Goal of the exercise ::
Wherever the line with "pub struct TokenIssuer" sits in the listing below, transcribe from it up to and including the line with "the client_credentials grant.", exactly, and leave the remaining lines out.
[Given data]
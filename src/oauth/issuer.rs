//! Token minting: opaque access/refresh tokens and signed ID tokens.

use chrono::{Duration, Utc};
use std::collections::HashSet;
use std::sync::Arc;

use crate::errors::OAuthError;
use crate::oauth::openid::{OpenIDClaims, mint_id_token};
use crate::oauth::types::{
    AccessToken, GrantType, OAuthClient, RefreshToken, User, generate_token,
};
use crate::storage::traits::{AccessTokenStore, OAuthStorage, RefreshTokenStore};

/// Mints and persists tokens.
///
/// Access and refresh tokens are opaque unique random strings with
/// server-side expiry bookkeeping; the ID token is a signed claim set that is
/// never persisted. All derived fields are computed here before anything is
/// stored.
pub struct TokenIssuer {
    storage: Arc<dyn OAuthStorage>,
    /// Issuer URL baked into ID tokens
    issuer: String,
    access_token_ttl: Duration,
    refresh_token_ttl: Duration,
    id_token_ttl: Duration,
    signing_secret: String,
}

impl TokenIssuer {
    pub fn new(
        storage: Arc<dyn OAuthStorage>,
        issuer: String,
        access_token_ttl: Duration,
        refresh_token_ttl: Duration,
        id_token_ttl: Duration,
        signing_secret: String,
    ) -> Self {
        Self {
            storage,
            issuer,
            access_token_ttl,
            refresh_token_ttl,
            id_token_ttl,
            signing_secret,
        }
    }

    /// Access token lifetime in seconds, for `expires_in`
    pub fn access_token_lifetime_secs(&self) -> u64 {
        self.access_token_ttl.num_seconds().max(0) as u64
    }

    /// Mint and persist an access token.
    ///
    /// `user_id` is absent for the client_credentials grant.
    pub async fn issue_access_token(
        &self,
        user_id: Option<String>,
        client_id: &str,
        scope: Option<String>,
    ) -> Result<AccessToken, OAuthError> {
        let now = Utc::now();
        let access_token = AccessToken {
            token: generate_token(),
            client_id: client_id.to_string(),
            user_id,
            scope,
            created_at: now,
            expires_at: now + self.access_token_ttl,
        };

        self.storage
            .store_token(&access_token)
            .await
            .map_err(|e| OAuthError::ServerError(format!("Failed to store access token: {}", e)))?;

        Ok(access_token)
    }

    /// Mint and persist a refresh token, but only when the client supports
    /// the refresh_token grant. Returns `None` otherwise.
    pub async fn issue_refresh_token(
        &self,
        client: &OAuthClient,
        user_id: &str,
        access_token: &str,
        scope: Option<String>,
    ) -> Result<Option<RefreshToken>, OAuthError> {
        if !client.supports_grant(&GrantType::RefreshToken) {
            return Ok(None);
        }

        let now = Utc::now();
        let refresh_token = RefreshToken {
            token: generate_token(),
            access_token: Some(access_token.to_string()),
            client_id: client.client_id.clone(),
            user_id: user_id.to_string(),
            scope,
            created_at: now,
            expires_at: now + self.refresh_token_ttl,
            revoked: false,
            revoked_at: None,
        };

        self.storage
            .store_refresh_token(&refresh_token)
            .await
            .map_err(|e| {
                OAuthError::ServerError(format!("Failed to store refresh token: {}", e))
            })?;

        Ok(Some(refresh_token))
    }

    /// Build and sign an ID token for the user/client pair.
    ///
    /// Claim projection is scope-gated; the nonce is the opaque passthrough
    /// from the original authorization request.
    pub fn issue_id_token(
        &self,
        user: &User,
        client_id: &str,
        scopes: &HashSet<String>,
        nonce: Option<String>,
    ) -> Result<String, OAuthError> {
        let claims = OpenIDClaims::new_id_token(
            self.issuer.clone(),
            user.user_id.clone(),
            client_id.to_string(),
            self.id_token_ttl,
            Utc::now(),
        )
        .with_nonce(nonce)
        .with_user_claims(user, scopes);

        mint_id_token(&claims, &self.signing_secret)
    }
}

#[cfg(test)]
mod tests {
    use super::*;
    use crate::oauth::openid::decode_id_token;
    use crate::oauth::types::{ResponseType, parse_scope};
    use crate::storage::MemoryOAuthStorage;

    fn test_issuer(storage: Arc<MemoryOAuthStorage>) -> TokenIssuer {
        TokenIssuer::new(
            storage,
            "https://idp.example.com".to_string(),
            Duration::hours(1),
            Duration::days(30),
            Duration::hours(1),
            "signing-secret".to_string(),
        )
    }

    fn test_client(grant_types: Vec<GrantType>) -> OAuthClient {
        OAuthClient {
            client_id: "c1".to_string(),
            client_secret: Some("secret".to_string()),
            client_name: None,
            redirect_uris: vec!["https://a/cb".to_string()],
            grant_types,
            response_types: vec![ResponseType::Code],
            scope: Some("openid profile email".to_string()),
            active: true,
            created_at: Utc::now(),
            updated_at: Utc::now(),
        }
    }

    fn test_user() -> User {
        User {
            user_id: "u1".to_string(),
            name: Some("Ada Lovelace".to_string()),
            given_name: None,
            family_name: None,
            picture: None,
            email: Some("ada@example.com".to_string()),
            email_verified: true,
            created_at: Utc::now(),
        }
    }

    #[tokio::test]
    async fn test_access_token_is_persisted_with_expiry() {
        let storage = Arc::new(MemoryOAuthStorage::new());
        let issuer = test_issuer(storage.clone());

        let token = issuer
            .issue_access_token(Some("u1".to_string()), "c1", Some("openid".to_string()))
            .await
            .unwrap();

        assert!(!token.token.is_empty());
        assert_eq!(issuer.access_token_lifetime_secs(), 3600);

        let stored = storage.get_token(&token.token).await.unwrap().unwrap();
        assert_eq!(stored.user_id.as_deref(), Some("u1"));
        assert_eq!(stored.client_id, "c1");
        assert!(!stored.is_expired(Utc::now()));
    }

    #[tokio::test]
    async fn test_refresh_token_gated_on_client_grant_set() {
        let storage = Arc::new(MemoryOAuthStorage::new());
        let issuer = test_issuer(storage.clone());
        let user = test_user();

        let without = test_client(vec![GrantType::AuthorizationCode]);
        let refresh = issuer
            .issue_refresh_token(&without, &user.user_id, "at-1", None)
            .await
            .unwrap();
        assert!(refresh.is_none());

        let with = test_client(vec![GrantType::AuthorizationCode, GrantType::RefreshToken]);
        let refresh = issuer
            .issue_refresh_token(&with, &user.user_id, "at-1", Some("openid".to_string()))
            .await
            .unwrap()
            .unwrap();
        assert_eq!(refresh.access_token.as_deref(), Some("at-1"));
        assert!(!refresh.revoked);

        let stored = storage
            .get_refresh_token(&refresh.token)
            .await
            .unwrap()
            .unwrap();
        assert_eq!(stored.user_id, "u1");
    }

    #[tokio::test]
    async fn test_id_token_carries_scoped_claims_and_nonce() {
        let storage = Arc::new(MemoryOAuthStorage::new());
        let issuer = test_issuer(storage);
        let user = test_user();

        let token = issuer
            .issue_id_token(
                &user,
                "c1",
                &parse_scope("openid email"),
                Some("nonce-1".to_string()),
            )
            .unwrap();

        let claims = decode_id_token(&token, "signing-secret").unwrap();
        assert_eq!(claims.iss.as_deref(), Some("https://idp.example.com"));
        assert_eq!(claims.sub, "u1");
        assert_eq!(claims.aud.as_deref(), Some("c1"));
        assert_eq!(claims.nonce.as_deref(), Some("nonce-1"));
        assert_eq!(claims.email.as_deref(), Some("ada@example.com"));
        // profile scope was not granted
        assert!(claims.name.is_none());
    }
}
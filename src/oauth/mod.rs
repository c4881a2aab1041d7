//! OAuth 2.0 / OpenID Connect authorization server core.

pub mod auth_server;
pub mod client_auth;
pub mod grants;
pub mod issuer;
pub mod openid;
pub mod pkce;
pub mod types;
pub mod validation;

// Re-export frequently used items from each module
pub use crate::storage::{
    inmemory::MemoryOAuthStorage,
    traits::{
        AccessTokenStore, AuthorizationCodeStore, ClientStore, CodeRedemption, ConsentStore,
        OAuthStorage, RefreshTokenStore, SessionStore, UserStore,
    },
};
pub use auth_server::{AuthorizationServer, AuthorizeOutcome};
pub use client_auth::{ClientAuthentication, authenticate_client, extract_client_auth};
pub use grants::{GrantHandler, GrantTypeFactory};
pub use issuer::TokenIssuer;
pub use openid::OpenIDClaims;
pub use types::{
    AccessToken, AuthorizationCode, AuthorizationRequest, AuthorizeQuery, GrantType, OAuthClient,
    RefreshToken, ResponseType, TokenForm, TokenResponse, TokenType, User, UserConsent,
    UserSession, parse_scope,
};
[/Given data]
Reply to the exercise ::
pub struct TokenIssuer {
    storage: Arc<dyn OAuthStorage>,
    /// Issuer URL baked into ID tokens
    issuer: String,
    access_token_ttl: Duration,
    refresh_token_ttl: Duration,
    id_token_ttl: Duration,
    signing_secret: String,
}

impl TokenIssuer {
    pub fn new(
        storage: Arc<dyn OAuthStorage>,
        issuer: String,
        access_token_ttl: Duration,
        refresh_token_ttl: Duration,
        id_token_ttl: Duration,
        signing_secret: String,
    ) -> Self {
        Self {
            storage,
            issuer,
            access_token_ttl,
            refresh_token_ttl,
            id_token_ttl,
            signing_secret,
        }
    }

    /// Access token lifetime in seconds, for `expires_in`
    pub fn access_token_lifetime_secs(&self) -> u64 {
        self.access_token_ttl.num_seconds().max(0) as u64
    }

    /// Mint and persist an access token.
    ///
    /// `user_id` is absent for the client_credentials grant.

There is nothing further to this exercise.